C’est Ernest Renan qui le dit et c’est l’Extrait de son livre « Qu’est ce qu’une Nation ? » Et il ajoute : « Nous sommes les héritiers de ceux qui sont morts ; solidaires de nos contemporains ; la providence de ceux qui vont naître ».
Ce rappel imagé de la vie des nations montre suffisamment l’étroite relation qui existe entre toutes les générations d’un même peuple, d’une même nation. Un portrait qui brosse avec précision celui de notre pays. A mon avis, chez nous en Mauritanie, le lien entre les générations trouve sa meilleure traduction par ce symbole qu’est l’héritage indestructible représenté par la langue, qui dans toutes les nations du monde se définit comme l’outil privilégié de communication entre les éléments d’une même société et conservateur de leurs culture.
En effet, la langue, quelle qu’elle soit, dans les quatre coins de la planète, est le véritable et unique moyen capable d’instaurer et de resserrer la cohésion et l’unité entre les fils d’une même Nation. Pour notre pays, les langues Arabe, Poular, Soninké ou Wolof ont joué ce noble rôle, étant donné qu’elles sont toujours restées un instrument capital permettant d’abriter sous le même toit et en symbiose parfaite une diversité culturelle des plus solides.
Toute fois, Il y a lieu de dénoncer l’intrusion, pendant quelques soixante ans, d’une langue étrangère (le Français) qui a bouleversé cet équilibre de la société mauritanienne, résultat d’une diversité linguistique en parfaite harmonie depuis des siècles.
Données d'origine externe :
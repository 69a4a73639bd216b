//! The variable analyzer implementation.
//!
//! A stateful `ParseVisitor` that builds a scope stack as the parser
//! streams events. Declarations land in their scope immediately
//! (hoisted kinds walk outward to the nearest function-like scope);
//! uses stay pending until the scope exits, so forward references
//! inside a scope resolve without lookahead. Whatever a scope cannot
//! resolve propagates to its parent; what survives the module scope is
//! checked against the configured globals.

use crate::globals::GlobalDeclaredVariableSet;
use crate::scope::{Declared, PendingUse, Scope};
use jetlint_core::intern::StringInterner;
use jetlint_diagnostics::{DiagKind, Diagnostic, DiagnosticCollection};
use jetlint_syntax::types::{DeclFlags, DeclKind, Identifier, ScopeKind, UseKind};
use jetlint_syntax::visitor::ParseVisitor;

/// Options selected by the driver.
#[derive(Debug, Clone, Copy)]
pub struct AnalyzerOptions {
    /// Let `declare`-flagged declarations satisfy uses that appear
    /// textually earlier. On by default in TypeScript.
    pub allow_declare_across_scopes: bool,
}

impl Default for AnalyzerOptions {
    fn default() -> Self {
        Self {
            allow_declare_across_scopes: true,
        }
    }
}

/// The variable analyzer; feed it the parser's event stream, then call
/// `finish`.
pub struct VariableAnalyzer<'g> {
    scopes: Vec<Scope>,
    globals: &'g GlobalDeclaredVariableSet,
    options: AnalyzerOptions,
    interner: StringInterner,
    diags: DiagnosticCollection,
}

impl<'g> VariableAnalyzer<'g> {
    pub fn new(
        globals: &'g GlobalDeclaredVariableSet,
        options: AnalyzerOptions,
        interner: StringInterner,
    ) -> Self {
        Self {
            scopes: vec![Scope::new(ScopeKind::Module)],
            globals,
            options,
            interner,
            diags: DiagnosticCollection::new(),
        }
    }

    /// Take the diagnostics. Call after `visit_end_of_module`.
    pub fn finish(self) -> DiagnosticCollection {
        assert!(
            self.scopes.is_empty(),
            "scope stack not empty at end of module; malformed event stream"
        );
        self.diags
    }

    fn current_scope(&mut self) -> &mut Scope {
        self.scopes.last_mut().expect("scope stack underflow")
    }

    fn push_scope(&mut self, kind: ScopeKind) {
        self.scopes.push(Scope::new(kind));
    }

    fn record_use(&mut self, name: Identifier, kind: UseKind) {
        self.current_scope().pending_uses.push(PendingUse {
            name: name.name,
            kind,
            span: name.span,
            same_scope: true,
        });
    }

    // ========================================================================
    // Declaring
    // ========================================================================

    fn declare_variable(&mut self, name: Identifier, kind: DeclKind, flags: DeclFlags) {
        let declared = Declared {
            kind,
            flags,
            span: name.span,
        };
        // `var` and `function` hoist to the nearest function-like
        // scope; everything else stays put.
        let target = if kind.is_function_scoped() {
            self.scopes
                .iter()
                .rposition(|scope| scope.kind.is_hoist_target())
                .unwrap_or(0)
        } else {
            self.scopes.len() - 1
        };

        self.check_redeclaration(target, name, &declared);
        self.scopes[target].declare(name.name, declared);
    }

    fn check_redeclaration(&mut self, scope_index: usize, name: Identifier, new: &Declared) {
        let scope = &self.scopes[scope_index];
        // Check only the primary namespace, so kinds that live in both
        // namespaces do not report twice.
        let map = if new.kind.declares_value() {
            &scope.value_declarations
        } else {
            &scope.type_declarations
        };
        let Some(existing) = map.get(&name.name).and_then(|decls| decls.first()) else {
            return;
        };
        if is_redeclaration_allowed(existing, new) {
            return;
        }
        self.diags.add(
            Diagnostic::new(DiagKind::RedeclarationOfVariable, "redeclaration", new.span)
                .with_label("original_declaration", existing.span),
        );
    }

    // ========================================================================
    // Resolving
    // ========================================================================

    /// Pop the current scope: resolve its pending uses against its
    /// declarations, propagate the rest to the parent.
    fn pop_and_resolve(&mut self) {
        let scope = self.scopes.pop().expect("scope stack underflow");
        let mut unresolved = Vec::new();
        for mut use_ in scope.pending_uses.iter().copied() {
            match scope.lookup(&use_) {
                Some(declared) => {
                    let declared = *declared;
                    self.check_resolved_use(&use_, &declared);
                }
                None => {
                    use_.same_scope = false;
                    unresolved.push(use_);
                }
            }
        }
        match self.scopes.last_mut() {
            Some(parent) => parent.pending_uses.extend(unresolved),
            None => {
                for use_ in unresolved {
                    self.check_global_use(&use_);
                }
            }
        }
    }

    /// Diagnostics for a use that resolved against a declaration in the
    /// scope being closed.
    fn check_resolved_use(&mut self, use_: &PendingUse, declared: &Declared) {
        let is_declare = declared.flags.contains(DeclFlags::DECLARE)
            && self.options.allow_declare_across_scopes;
        let textually_before = use_.span.begin < declared.span.begin;
        // TDZ: only lexical declarations, only same-scope uses, never
        // ambient declarations.
        let in_dead_zone = declared.kind.is_block_scoped_lexical()
            && use_.same_scope
            && textually_before
            && !is_declare;

        match use_.kind {
            UseKind::Assignment => {
                if declared.kind == DeclKind::Const {
                    let kind = if in_dead_zone {
                        DiagKind::AssignmentToConstVariableBeforeItsDeclaration
                    } else {
                        DiagKind::AssignmentToConstVariable
                    };
                    self.diags.add(
                        Diagnostic::new(kind, "assignment", use_.span)
                            .with_label("declaration", declared.span),
                    );
                } else if in_dead_zone {
                    self.diags.add(
                        Diagnostic::new(
                            DiagKind::VariableUsedBeforeDeclaration,
                            "use",
                            use_.span,
                        )
                        .with_label("declaration", declared.span),
                    );
                }
            }
            UseKind::Use | UseKind::TypeUse | UseKind::NamespaceUse => {
                if in_dead_zone {
                    self.diags.add(
                        Diagnostic::new(
                            DiagKind::VariableUsedBeforeDeclaration,
                            "use",
                            use_.span,
                        )
                        .with_label("declaration", declared.span),
                    );
                }
            }
            UseKind::DeleteUse => {}
        }
    }

    /// A use that survived the module scope: consult the globals.
    fn check_global_use(&mut self, use_: &PendingUse) {
        let name = self.interner.resolve(use_.name);
        if self.globals.contains(name) {
            return;
        }
        match use_.kind {
            UseKind::Assignment => {
                self.diags.report(
                    DiagKind::AssignmentToUndeclaredVariable,
                    "assignment",
                    use_.span,
                );
            }
            UseKind::Use | UseKind::TypeUse | UseKind::NamespaceUse => {
                self.diags
                    .report(DiagKind::UseOfUndeclaredVariable, "use", use_.span);
            }
            // `delete maybeGlobal` is fine.
            UseKind::DeleteUse => {}
        }
    }
}

/// The fixed same-scope redeclaration policy, keyed on the pair of
/// declaration kinds.
fn is_redeclaration_allowed(existing: &Declared, new: &Declared) -> bool {
    use DeclKind::*;
    // Ambient declarations merge with anything of a merging-friendly
    // shape; TypeScript's checker sorts out the rest.
    if existing.flags.contains(DeclFlags::DECLARE) || new.flags.contains(DeclFlags::DECLARE) {
        return true;
    }
    matches!(
        (existing.kind, new.kind),
        (Var, Var)
            | (Function, Function)
            | (Var, Function)
            | (Function, Var)
            | (Parameter, Parameter)
            | (ArrowParameter, ArrowParameter)
            | (Parameter, Var)
            | (Var, Parameter)
            | (CatchParameter, Var)
            | (Var, CatchParameter)
            | (Interface, Interface)
            | (Interface, Class)
            | (Class, Interface)
            | (Namespace, Namespace)
            | (Namespace, Class)
            | (Class, Namespace)
            | (Namespace, Function)
            | (Function, Namespace)
            | (Namespace, Enum)
            | (Enum, Namespace)
            | (Enum, Enum)
    )
}

impl ParseVisitor for VariableAnalyzer<'_> {
    fn visit_variable_declaration(&mut self, name: Identifier, kind: DeclKind, flags: DeclFlags) {
        self.declare_variable(name, kind, flags);
    }

    fn visit_variable_use(&mut self, name: Identifier) {
        self.record_use(name, UseKind::Use);
    }

    fn visit_variable_type_use(&mut self, name: Identifier) {
        self.record_use(name, UseKind::TypeUse);
    }

    fn visit_variable_namespace_use(&mut self, name: Identifier) {
        self.record_use(name, UseKind::NamespaceUse);
    }

    fn visit_variable_assignment(&mut self, name: Identifier) {
        self.record_use(name, UseKind::Assignment);
    }

    fn visit_variable_delete_use(&mut self, name: Identifier) {
        self.record_use(name, UseKind::DeleteUse);
    }

    fn visit_enter_block_scope(&mut self) {
        self.push_scope(ScopeKind::Block);
    }

    fn visit_exit_block_scope(&mut self) {
        self.pop_and_resolve();
    }

    fn visit_enter_with_scope(&mut self) {
        self.push_scope(ScopeKind::With);
    }

    fn visit_exit_with_scope(&mut self) {
        self.pop_and_resolve();
    }

    fn visit_enter_function_scope(&mut self) {
        self.push_scope(ScopeKind::FunctionParameter);
    }

    fn visit_enter_function_scope_body(&mut self) {
        self.push_scope(ScopeKind::Function);
    }

    fn visit_exit_function_scope(&mut self) {
        // The body scope is present only when the function had a body.
        if self.current_scope().kind == ScopeKind::Function {
            self.pop_and_resolve();
        }
        debug_assert_eq!(self.current_scope().kind, ScopeKind::FunctionParameter);
        self.pop_and_resolve();
    }

    fn visit_enter_interface_scope(&mut self) {
        self.push_scope(ScopeKind::Interface);
    }

    fn visit_exit_interface_scope(&mut self) {
        self.pop_and_resolve();
    }

    fn visit_enter_class_scope(&mut self) {
        self.push_scope(ScopeKind::Class);
    }

    fn visit_enter_class_scope_body(&mut self, class_name: Option<Identifier>) {
        self.push_scope(ScopeKind::ClassBody);
        // The class name is visible inside its own body.
        if let Some(name) = class_name {
            let declared = Declared {
                kind: DeclKind::Class,
                flags: DeclFlags::NONE,
                span: name.span,
            };
            self.current_scope().declare(name.name, declared);
        }
    }

    fn visit_exit_class_scope(&mut self) {
        if self.current_scope().kind == ScopeKind::ClassBody {
            self.pop_and_resolve();
        }
        debug_assert_eq!(self.current_scope().kind, ScopeKind::Class);
        self.pop_and_resolve();
    }

    fn visit_enter_namespace_scope(&mut self) {
        self.push_scope(ScopeKind::Namespace);
    }

    fn visit_exit_namespace_scope(&mut self) {
        self.pop_and_resolve();
    }

    fn visit_enter_index_signature_scope(&mut self) {
        self.push_scope(ScopeKind::IndexSignature);
    }

    fn visit_exit_index_signature_scope(&mut self) {
        self.pop_and_resolve();
    }

    fn visit_enter_type_scope(&mut self) {
        self.push_scope(ScopeKind::Type);
    }

    fn visit_exit_type_scope(&mut self) {
        self.pop_and_resolve();
    }

    fn visit_property_declaration(&mut self, _name: Option<Identifier>) {
        // Properties are not variables; nothing to resolve.
    }

    fn visit_end_of_module(&mut self) {
        debug_assert_eq!(self.scopes.len(), 1, "unbalanced scope events");
        self.pop_and_resolve();
    }
}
Ceci est d’autant plus vrai, si l’on fait un petit recul à la période postcoloniale où les premiers conflits au sein de la communauté mauritanienne sont apparus, favorisés par des désaccords sur l’identité linguistique troublée par la longue présence impérialiste.
A mon avis, cette langue qui est le français, ne devrait pourtant pas constituer un élément de division étant donné que tout le monde sait que c’est une langue de domination de l’ex colonisateur. Elle est aussi très indispensable aux anciennes colonies pour s’ouvrir au monde, pour leur mise à niveau, pour
l’éveil national dans un monde où la course vers le progrès et le développement est sans merci.
Alors, à l’indépendance du pays, s’est posé le dilemme suivant : quelle place allait prendre la langue française et comment rétablir dans son rôle naturel, la langue arabe, langue d’unité (Religion oblige:l’Islam). Et de résistance en période coloniale ?
Toutes les communautés du pays jouissant de leurs propres mœurs et us, qui différent en passant de l’une vers l’autre, en font et abstraction se retrouvent toutes quand il s’agit de répondre aux obligations religieuses, d’ailleurs porteuses de valeurs de solidarité, de fraternité, de tolérance et d’entraide.
C’est ainsi que, dans la précipitation, une politique d’arabisation mal ficelée et mal appliquée, donc mal comprise par les autres composantes de la nation, a fait plus de mal que de bien.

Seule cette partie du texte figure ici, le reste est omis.